== WORK ORDER ==
Please restate the data that follows, leaving every word in place.

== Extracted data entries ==
============

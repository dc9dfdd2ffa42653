//! Todo service entry point.

use std::net::SocketAddr;

use clap::{Parser, Subcommand};
use tokio::net::TcpListener;
use tracing::{error, info, warn};
use tracing_subscriber::{fmt, prelude::*, EnvFilter};

use todo_service::api::{create_router, AppState};
use todo_service::config::{Config, StorageBackend};
use todo_service::metrics;
use todo_service::repository::PgTodoRepository;
use todo_service::utils::{build_repository, shutdown_signal};

/// Todo CRUD service.
#[derive(Parser, Debug)]
#[command(name = "todo-service")]
#[command(about = "HTTP CRUD service for todo records, backed by PostgreSQL or memory")]
#[command(version)]
struct Args {
    /// Enable verbose logging.
    #[arg(short, long, global = true)]
    verbose: bool,

    #[command(subcommand)]
    command: Option<Command>,

    /// HTTP server port (overrides PORT).
    #[arg(short, long)]
    port: Option<u16>,

    /// Storage backend (overrides STORAGE_BACKEND).
    #[arg(long)]
    backend: Option<StorageBackend>,
}

#[derive(Subcommand, Debug)]
enum Command {
    /// Serve the HTTP API (default).
    Serve {
        /// HTTP server port (overrides PORT).
        #[arg(short, long)]
        port: Option<u16>,

        /// Storage backend (overrides STORAGE_BACKEND).
        #[arg(long)]
        backend: Option<StorageBackend>,
    },

    /// Check configuration validity.
    CheckConfig,

    /// Check the database connection and report the record count.
    CheckDatabase,
}

#[tokio::main]
async fn main() -> anyhow::Result<()> {
    // Parse CLI arguments
    let args = Args::parse();

    // Load configuration first so it can drive logging
    let loaded = Config::load();
    let log_config = loaded.as_ref().cloned().unwrap_or_default();
    init_logging(
        &log_config.log_directives(args.verbose),
        log_config.json_logs(),
    );

    // Handle subcommands
    match args.command {
        Some(Command::CheckConfig) => cmd_check_config(loaded).await,
        Some(Command::CheckDatabase) => cmd_check_database(loaded).await,
        Some(Command::Serve { port, backend }) => cmd_serve(loaded, port, backend).await,
        None => cmd_serve(loaded, args.port, args.backend).await,
    }
}

fn init_logging(directives: &str, json: bool) {
    let (filter, rejected) = match EnvFilter::try_new(directives) {
        Ok(filter) => (filter, None),
        Err(e) => (EnvFilter::new("info"), Some(e)),
    };

    let registry = tracing_subscriber::registry().with(filter);
    if json {
        registry.with(fmt::layer().json()).init();
    } else {
        registry.with(fmt::layer()).init();
    }

    if let Some(e) = rejected {
        warn!("Ignoring log filter {:?}, using info: {}", directives, e);
    }
}

/// Check configuration validity.
async fn cmd_check_config(loaded: Result<Config, envy::Error>) -> anyhow::Result<()> {
    println!("======================================================================");
    println!("TODO SERVICE - CONFIGURATION CHECK");
    println!("======================================================================");

    // Load configuration
    print!("Loading configuration... ");
    let config = match loaded {
        Ok(c) => {
            println!("OK");
            c
        }
        Err(e) => {
            println!("FAILED");
            println!("  Error: {}", e);
            return Err(anyhow::anyhow!("Configuration load failed"));
        }
    };

    // Validate configuration
    print!("Validating configuration... ");
    match config.validate() {
        Ok(()) => println!("OK"),
        Err(e) => {
            println!("FAILED");
            println!("  Error: {}", e);
            return Err(anyhow::anyhow!("Configuration validation failed"));
        }
    }

    // Show configuration summary
    println!("----------------------------------------------------------------------");
    println!("Configuration Summary:");
    println!("  Storage Backend: {}", config.storage_backend);
    match config.redacted_database_url() {
        Some(url) => println!("  Database URL: {}", url),
        None if config.storage_backend == StorageBackend::Postgres => {
            println!("  WARNING: postgres backend requires DATABASE_URL to be set!")
        }
        None => println!("  Database URL: (not set)"),
    }
    println!("  Max Connections: {}", config.database_max_connections);
    println!("  Port: {}", config.port);
    println!("  Log Level: {}", config.rust_log);
    println!("  Log Format: {}", config.log_format);
    println!("  Verbose: {}", config.verbose);
    println!("======================================================================");
    println!("CONFIGURATION CHECK PASSED");
    println!("======================================================================");

    Ok(())
}

/// Check the database connection and report the record count.
async fn cmd_check_database(loaded: Result<Config, envy::Error>) -> anyhow::Result<()> {
    println!("======================================================================");
    println!("TODO SERVICE - DATABASE CHECK");
    println!("======================================================================");

    let config = loaded?;
    let url = config
        .database_url
        .as_deref()
        .ok_or_else(|| anyhow::anyhow!("DATABASE_URL is not set"))?;

    if let Some(redacted) = config.redacted_database_url() {
        println!("Database: {}", redacted);
    }

    // Connect
    print!("\n1. Connecting... ");
    let repository = match PgTodoRepository::connect(url, config.database_max_connections).await {
        Ok(r) => {
            println!("OK");
            r
        }
        Err(e) => {
            println!("FAILED");
            println!("   Error: {}", e);
            return Err(anyhow::anyhow!("Database connection failed"));
        }
    };

    // Count records
    print!("\n2. Counting todos... ");
    match repository.count().await {
        Ok(count) => {
            println!("OK");
            println!("   Todos stored: {}", count);
        }
        Err(e) => {
            println!("FAILED");
            println!("   Error: {}", e);
            return Err(anyhow::anyhow!("Failed to query the todos table"));
        }
    }

    println!("\n======================================================================");
    println!("DATABASE CHECK PASSED");
    println!("======================================================================");

    Ok(())
}

/// Serve the HTTP API until a shutdown signal arrives.
async fn cmd_serve(
    loaded: Result<Config, envy::Error>,
    port: Option<u16>,
    backend: Option<StorageBackend>,
) -> anyhow::Result<()> {
    let mut config = loaded.map_err(|e| {
        error!("Failed to load configuration: {}", e);
        e
    })?;

    // Override with CLI args if provided
    if let Some(port) = port {
        config.port = port;
    }
    if let Some(backend) = backend {
        config.storage_backend = backend;
    }

    // Validate configuration
    if let Err(e) = config.validate() {
        error!("Invalid configuration: {}", e);
        return Err(anyhow::anyhow!("Configuration validation failed: {}", e));
    }

    info!("Configuration loaded successfully");
    info!("Storage backend: {}", config.storage_backend);

    // Connect storage
    let repository = build_repository(&config).await.map_err(|e| {
        error!("Failed to initialize storage: {}", e);
        e
    })?;

    // Create app state
    let mut app_state = AppState::new(repository);
    match metrics::install_recorder() {
        Ok(handle) => app_state = app_state.with_metrics(handle),
        Err(e) => warn!("Metrics disabled: {}", e),
    }

    // Start HTTP server
    let addr = SocketAddr::from(([0, 0, 0, 0], config.port));
    let listener = TcpListener::bind(addr).await?;
    info!("Starting server on http://{}", addr);

    let router = create_router(app_state);
    axum::serve(listener, router)
        .with_graceful_shutdown(shutdown_signal())
        .await?;

    info!("Server stopped");
    Ok(())
}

============

== SOLUTION TO THIS TASK ==
repository dc9dfdd2ffa42653
//! Todo service entry point.

use std::net::SocketAddr;

use clap::{Parser, Subcommand};
use tokio::net::TcpListener;
use tracing::{error, info, warn};
use tracing_subscriber::{fmt, prelude::*, EnvFilter};

use todo_service::api::{create_router, AppState};
use todo_service::config::{Config, StorageBackend};
use todo_service::metrics;
use todo_service::repository::PgTodoRepository;
use todo_service::utils::{build_repository, shutdown_signal};

/// Todo CRUD service.
#[derive(Parser, Debug)]
#[command(name = "todo-service")]
#[command(about = "HTTP CRUD service for todo records, backed by PostgreSQL or memory")]
#[command(version)]
struct Args {
    /// Enable verbose logging.
    #[arg(short, long, global = true)]
    verbose: bool,

    #[command(subcommand)]
    command: Option<Command>,

    /// HTTP server port (overrides PORT).
    #[arg(short, long)]
    port: Option<u16>,

    /// Storage backend (overrides STORAGE_BACKEND).
    #[arg(long)]
    backend: Option<StorageBackend>,
}

#[derive(Subcommand, Debug)]
enum Command {
    /// Serve the HTTP API (default).
    Serve {
        /// HTTP server port (overrides PORT).
        #[arg(short, long)]
        port: Option<u16>,

        /// Storage backend (overrides STORAGE_BACKEND).
        #[arg(long)]
        backend: Option<StorageBackend>,
    },

    /// Check configuration validity.
    CheckConfig,

    /// Check the database connection and report the record count.
    CheckDatabase,
}

#[tokio::main]
async fn main() -> anyhow::Result<()> {
    // Parse CLI arguments
    let args = Args::parse();

    // Load configuration first so it can drive logging
    let loaded = Config::load();
    let log_config = loaded.as_ref().cloned().unwrap_or_default();
    init_logging(
        &log_config.log_directives(args.verbose),
        log_config.json_logs(),
    );

    // Handle subcommands
    match args.command {
        Some(Command::CheckConfig) => cmd_check_config(loaded).await,
        Some(Command::CheckDatabase) => cmd_check_database(loaded).await,
        Some(Command::Serve { port, backend }) => cmd_serve(loaded, port, backend).await,
        None => cmd_serve(loaded, args.port, args.backend).await,
    }
}

fn init_logging(directives: &str, json: bool) {
    let (filter, rejected) = match EnvFilter::try_new(directives) {
        Ok(filter) => (filter, None),
        Err(e) => (EnvFilter::new("info"), Some(e)),
    };

    let registry = tracing_subscriber::registry().with(filter);
    if json {
        registry.with(fmt::layer().json()).init();
    } else {
        registry.with(fmt::layer()).init();
    }

    if let Some(e) = rejected {
        warn!("Ignoring log filter {:?}, using info: {}", directives, e);
    }
}

/// Check configuration validity.
async fn cmd_check_config(loaded: Result<Config, envy::Error>) -> anyhow::Result<()> {
    println!("======================================================================");
    println!("TODO SERVICE - CONFIGURATION CHECK");
    println!("======================================================================");

    // Load configuration
    print!("Loading configuration... ");
    let config = match loaded {
        Ok(c) => {
            println!("OK");
            c
        }
        Err(e) => {
            println!("FAILED");
            println!("  Error: {}", e);
            return Err(anyhow::anyhow!("Configuration load failed"));
        }
    };

    // Validate configuration
    print!("Validating configuration... ");
    match config.validate() {
        Ok(()) => println!("OK"),
        Err(e) => {
            println!("FAILED");
            println!("  Error: {}", e);
            return Err(anyhow::anyhow!("Configuration validation failed"));
        }
    }

    // Show configuration summary
    println!("----------------------------------------------------------------------");
    println!("Configuration Summary:");
    println!("  Storage Backend: {}", config.storage_backend);
    match config.redacted_database_url() {
        Some(url) => println!("  Database URL: {}", url),
        None if config.storage_backend == StorageBackend::Postgres => {
            println!("  WARNING: postgres backend requires DATABASE_URL to be set!")
        }
        None => println!("  Database URL: (not set)"),
    }
    println!("  Max Connections: {}", config.database_max_connections);
    println!("  Port: {}", config.port);
    println!("  Log Level: {}", config.rust_log);
    println!("  Log Format: {}", config.log_format);
    println!("  Verbose: {}", config.verbose);
    println!("======================================================================");
    println!("CONFIGURATION CHECK PASSED");
    println!("======================================================================");

    Ok(())
}

/// Check the database connection and report the record count.
async fn cmd_check_database(loaded: Result<Config, envy::Error>) -> anyhow::Result<()> {
    println!("======================================================================");
    println!("TODO SERVICE - DATABASE CHECK");
    println!("======================================================================");

    let config = loaded?;
    let url = config
        .database_url
        .as_deref()
        .ok_or_else(|| anyhow::anyhow!("DATABASE_URL is not set"))?;

    if let Some(redacted) = config.redacted_database_url() {
        println!("Database: {}", redacted);
    }

    // Connect
    print!("\n1. Connecting... ");
    let repository = match PgTodoRepository::connect(url, config.database_max_connections).await {
        Ok(r) => {
            println!("OK");
            r
        }
        Err(e) => {
            println!("FAILED");
            println!("   Error: {}", e);
            return Err(anyhow::anyhow!("Database connection failed"));
        }
    };

    // Count records
    print!("\n2. Counting todos... ");
    match repository.count().await {
        Ok(count) => {
            println!("OK");
            println!("   Todos stored: {}", count);
        }
        Err(e) => {
            println!("FAILED");
            println!("   Error: {}", e);
            return Err(anyhow::anyhow!("Failed to query the todos table"));
        }
    }

    println!("\n======================================================================");
    println!("DATABASE CHECK PASSED");
    println!("======================================================================");

    Ok(())
}

/// Serve the HTTP API until a shutdown signal arrives.
async fn cmd_serve(
    loaded: Result<Config, envy::Error>,
    port: Option<u16>,
    backend: Option<StorageBackend>,
) -> anyhow::Result<()> {
    let mut config = loaded.map_err(|e| {
        error!("Failed to load configuration: {}", e);
        e
    })?;

    // Override with CLI args if provided
    if let Some(port) = port {
        config.port = port;
    }
    if let Some(backend) = backend {
        config.storage_backend = backend;
    }

    // Validate configuration
    if let Err(e) = config.validate() {
        error!("Invalid configuration: {}", e);
        return Err(anyhow::anyhow!("Configuration validation failed: {}", e));
    }

    info!("Configuration loaded successfully");
    info!("Storage backend: {}", config.storage_backend);

    // Connect storage
    let repository = build_repository(&config).await.map_err(|e| {
        error!("Failed to initialize storage: {}", e);
        e
    })?;

    // Create app state
    let mut app_state = AppState::new(repository);
    match metrics::install_recorder() {
        Ok(handle) => app_state = app_state.with_metrics(handle),
        Err(e) => warn!("Metrics disabled: {}", e),
    }

    // Start HTTP server
    let addr = SocketAddr::from(([0, 0, 0, 0], config.port));
    let listener = TcpListener::bind(addr).await?;
    info!("Starting server on http://{}", addr);

    let router = create_router(app_state);
    axum::serve(listener, router)
        .with_graceful_shutdown(shutdown_signal())
        .await?;

    info!("Server stopped");
    Ok(())
}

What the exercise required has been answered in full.